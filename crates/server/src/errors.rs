use axum::http::StatusCode;
use axum::response::{IntoResponse, Response};
use axum::Json;
use tracing::error;

use models::errors::ModelError;
use service::errors::ServiceError;

/// JSON error payload: `{"error": title, "detail": ...}`.
#[derive(Debug)]
pub struct JsonApiError {
    pub status: StatusCode,
    pub title: &'static str,
    pub detail: Option<String>,
}

impl JsonApiError {
    pub fn new(status: StatusCode, title: &'static str, detail: Option<String>) -> Self {
        Self { status, title, detail }
    }
}

impl IntoResponse for JsonApiError {
    fn into_response(self) -> Response {
        let body = serde_json::json!({"error": self.title, "detail": self.detail});
        (self.status, Json(body)).into_response()
    }
}

impl From<ServiceError> for JsonApiError {
    fn from(e: ServiceError) -> Self {
        match &e {
            ServiceError::Validation(_) | ServiceError::Model(ModelError::Validation(_)) => {
                Self::new(StatusCode::UNPROCESSABLE_ENTITY, "Validation Error", Some(e.to_string()))
            }
            ServiceError::NotFound(_) => {
                Self::new(StatusCode::NOT_FOUND, "Not Found", Some(e.to_string()))
            }
            ServiceError::Db(_) | ServiceError::Model(ModelError::Db(_)) => {
                error!(err = %e, "store operation failed");
                Self::new(StatusCode::INTERNAL_SERVER_ERROR, "Store Error", Some(e.to_string()))
            }
        }
    }
}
• • • •
* [Work to complete]
Print exactly the lines above from the one with "pub fn new(status: StatusCode, title: &'static" to the one with "impl From<ServiceError> for", including both.

* [Reply to the exercise]
    pub fn new(status: StatusCode, title: &'static str, detail: Option<String>) -> Self {
        Self { status, title, detail }
    }
}

impl IntoResponse for JsonApiError {
    fn into_response(self) -> Response {
        let body = serde_json::json!({"error": self.title, "detail": self.detail});
        (self.status, Json(body)).into_response()
    }
}

impl From<ServiceError> for JsonApiError {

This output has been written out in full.